> [EXERCISE DETAILS]:
From the material below, copy each line that holds the word "Some".
>>>
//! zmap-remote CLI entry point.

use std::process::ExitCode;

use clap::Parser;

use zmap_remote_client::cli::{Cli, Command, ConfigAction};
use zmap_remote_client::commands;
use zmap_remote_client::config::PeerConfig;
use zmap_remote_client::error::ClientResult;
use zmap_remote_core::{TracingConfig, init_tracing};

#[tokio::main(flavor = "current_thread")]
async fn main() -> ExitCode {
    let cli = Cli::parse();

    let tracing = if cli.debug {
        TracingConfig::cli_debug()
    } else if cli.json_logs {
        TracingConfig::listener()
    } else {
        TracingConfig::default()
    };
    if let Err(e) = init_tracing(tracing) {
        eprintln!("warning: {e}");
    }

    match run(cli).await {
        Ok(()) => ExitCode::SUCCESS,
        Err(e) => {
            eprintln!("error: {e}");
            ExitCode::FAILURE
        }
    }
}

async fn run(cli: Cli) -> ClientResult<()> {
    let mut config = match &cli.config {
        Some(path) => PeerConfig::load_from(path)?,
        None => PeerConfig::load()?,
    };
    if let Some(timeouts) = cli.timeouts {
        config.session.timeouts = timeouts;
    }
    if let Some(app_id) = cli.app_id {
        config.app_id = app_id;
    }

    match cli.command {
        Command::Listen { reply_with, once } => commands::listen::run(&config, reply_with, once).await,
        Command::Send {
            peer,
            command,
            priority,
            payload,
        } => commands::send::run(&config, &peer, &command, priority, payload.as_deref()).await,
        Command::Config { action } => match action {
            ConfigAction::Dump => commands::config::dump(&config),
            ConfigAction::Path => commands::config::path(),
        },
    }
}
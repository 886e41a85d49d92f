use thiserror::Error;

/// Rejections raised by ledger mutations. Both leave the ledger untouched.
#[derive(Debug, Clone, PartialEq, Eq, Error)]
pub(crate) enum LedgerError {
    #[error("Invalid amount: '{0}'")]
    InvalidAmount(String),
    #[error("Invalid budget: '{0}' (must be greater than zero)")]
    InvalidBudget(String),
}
<<<
> [TASK RESPONSE]:
        Some(path) => PeerConfig::load_from(path)?,
    if let Some(timeouts) = cli.timeouts {
    if let Some(app_id) = cli.app_id {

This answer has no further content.